Posted by: pwhayes 10-31-99 4:56 AM 
Chicken Tetrazzini 
6 ounces fettucine 
2 teaspoons canola oil 
3 stalks leek, finely chopped 
6 ounces button mushrooms, quartered 
1 teaspoon fresh rosemary, chopped 
3 tablespoons all-purpose flour 
3 cups chicken broth, defatted 
1/2 cup 1% milk 
2 cups cooked chicken breast halves, cubed 
fresh lemon juice, to taste 
salt, to taste 
fresh ground pepper, to taste 
1/2 cup parmesan cheese, grated 
1/4 cup fine dry breadcrumbs 
1 lemon zest, grated 
1 tablespoon fresh parsley, finely chopped 
Preheat oven to 425F. and lightly oil a 3-quart baking dish or coat it with nonstick spray. 
Cook fettucine in boiling salted water until al dente, about 8 minutes.
Drain and refresh under cold running water; drain and set aside. 
Meanwhile, in a large skillet, heat oil over medium heat. 
Add leeks and cook, stirring until lightly browned, 6 to 8 minutes. 
Add mushrooms and 1/2 teaspoon rosemary; cook stirring, until softened, about 5 minutes. 
Add flour and cook, stirring, for 1 minute. 
Add chicken broth and milk; bring to a boil, stirring, until slightly thickened, about 4 minutes more.

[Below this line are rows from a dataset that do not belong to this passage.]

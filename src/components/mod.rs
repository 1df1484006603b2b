pub mod data_table;
pub mod details_panel;
pub mod modal;
pub mod status_region;

// Re-export commonly used items
pub use data_table::DataTableView;
pub use details_panel::DetailsPanelView;
pub use modal::{ModalController, ModalState, WeakModal};
pub use status_region::StatusRegionView;
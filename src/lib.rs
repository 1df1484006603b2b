use wasm_bindgen::prelude::*;

// Crate-wide logging macros (`crate::debug_log!` etc.)
mod macros;

pub mod app;
pub mod components;
pub mod config;
pub mod constants;
pub mod dom;
pub mod dom_utils;
pub mod errors;
pub mod messages;
pub mod models;
pub mod network;
pub mod state;
pub mod table_config;
pub mod templates;
pub mod utils;

#[cfg(test)]
mod tests;

pub use components::{DetailsPanelView, ModalController, ModalState};
pub use errors::{ConfigError, DataError, ModalError};
pub use messages::{CloseReason, DialogClosed};

use models::{Event, Job};

// Entry point for the WASM module
#[wasm_bindgen(start)]
pub fn start() {
    // Initialize better panic messages
    console_error_panic_hook::set_once();
}

/// Bootstrap the jobs page.  `config` is `{ dataUrl, locale?, statusSelector?,
/// tableSelector?, detailsSelector? }`.
#[wasm_bindgen(js_name = initJobsApp)]
pub fn init_jobs_app(config: JsValue) -> Result<(), JsValue> {
    app::init_listing_app::<Job>(config)
}

/// Bootstrap the events page.  Same config shape as `initJobsApp`.
#[wasm_bindgen(js_name = initEventsApp)]
pub fn init_events_app(config: JsValue) -> Result<(), JsValue> {
    app::init_listing_app::<Event>(config)
}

Remove form heat and stir in chicken. 
Season with lemon juice, salt and pepper. 
Gently mix reserved fettucine into chicken mixture and spoon into prepared baking dish. 

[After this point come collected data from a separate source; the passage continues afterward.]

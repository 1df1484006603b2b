//! Fetch-and-normalize services for the listing feeds.

use std::marker::PhantomData;

use serde_json::Value;

use super::api_client::HttpClient;
use crate::errors::DataError;
use crate::models::Listing;

/// Decode a feed body: it must be a JSON array of records.
pub fn parse_listing<L: Listing>(body: &str) -> Result<Vec<L>, DataError> {
    let value: Value = serde_json::from_str(body).map_err(|e| DataError::Decode(e.to_string()))?;
    let Value::Array(records) = value else {
        return Err(DataError::NotASequence { service: L::SERVICE_NAME });
    };
    records.into_iter().map(L::normalize).collect()
}

pub struct ListingService<C: HttpClient, L: Listing> {
    client: C,
    url: String,
    _listing: PhantomData<L>,
}

impl<C: HttpClient, L: Listing> ListingService<C, L> {
    pub fn new(client: C, url: &str) -> Self {
        Self { client, url: url.to_string(), _listing: PhantomData }
    }

    pub fn url(&self) -> &str {
        &self.url
    }

    pub async fn get_all(&self) -> Result<Vec<L>, DataError> {
        let body = self.client.get(&self.url).await?;
        parse_listing::<L>(&body)
    }
}

pub type JobsDataService<C> = ListingService<C, crate::models::Job>;
pub type EventsDataService<C> = ListingService<C, crate::models::Event>;
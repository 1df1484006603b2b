//! Process-wide dialog slot.
//!
//! The body class, the backdrop and the document keydown listener are
//! page-level singletons, so at most one dialog session may hold them.  The
//! slot makes that explicit: a controller must `acquire` it before touching
//! any of them and the returned token releases it on drop.

use std::cell::Cell;

use crate::errors::ModalError;

/// Identifies the controller that owns a session.
#[derive(Debug, Clone, Copy, PartialEq, Eq)]
pub struct OwnerId(pub u64);

thread_local! {
    static ACTIVE_DIALOG: Cell<Option<OwnerId>> = const { Cell::new(None) };
    static NEXT_OWNER: Cell<u64> = const { Cell::new(1) };
}

/// Hand out a fresh owner id for a new controller.
pub fn next_owner_id() -> OwnerId {
    NEXT_OWNER.with(|next| {
        let id = next.get();
        next.set(id + 1);
        OwnerId(id)
    })
}

/// Proof of holding the slot.  Dropping it releases the slot.
#[derive(Debug)]
pub struct SessionToken {
    owner: OwnerId,
}

impl SessionToken {
    pub fn owner(&self) -> OwnerId {
        self.owner
    }
}

impl Drop for SessionToken {
    fn drop(&mut self) {
        ACTIVE_DIALOG.with(|slot| {
            if slot.get() == Some(self.owner) {
                slot.set(None);
            }
        });
    }
}

pub fn acquire(owner: OwnerId) -> Result<SessionToken, ModalError> {
    ACTIVE_DIALOG.with(|slot| match slot.get() {
        Some(holder) if holder == owner => Err(ModalError::InvariantViolation(
            "activate() called while this dialog is already active".into(),
        )),
        Some(holder) => Err(ModalError::InvariantViolation(format!(
            "activate() called while dialog #{} is active; only one dialog may be open",
            holder.0
        ))),
        None => {
            slot.set(Some(owner));
            Ok(SessionToken { owner })
        }
    })
}

/// Explicit release; equivalent to dropping the token.
pub fn release(token: SessionToken) {
    drop(token);
}

/// Current holder of the slot, if any.
pub fn active_owner() -> Option<OwnerId> {
    ACTIVE_DIALOG.with(|slot| slot.get())
}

In a small bowl, combine Parmesan, breadcrumbs, lemon zest, parsley and remaining 1/2 teaspoon rosemary. 
Season with salt and pepper. 
Sprinkle mixture over casserole. (The casserole will keep, covered, in refrigerator for up to 2 days.) 
Bake casserole for 20 to 30 minutes, or until bubbling. Let stand for 5 minutes before serving.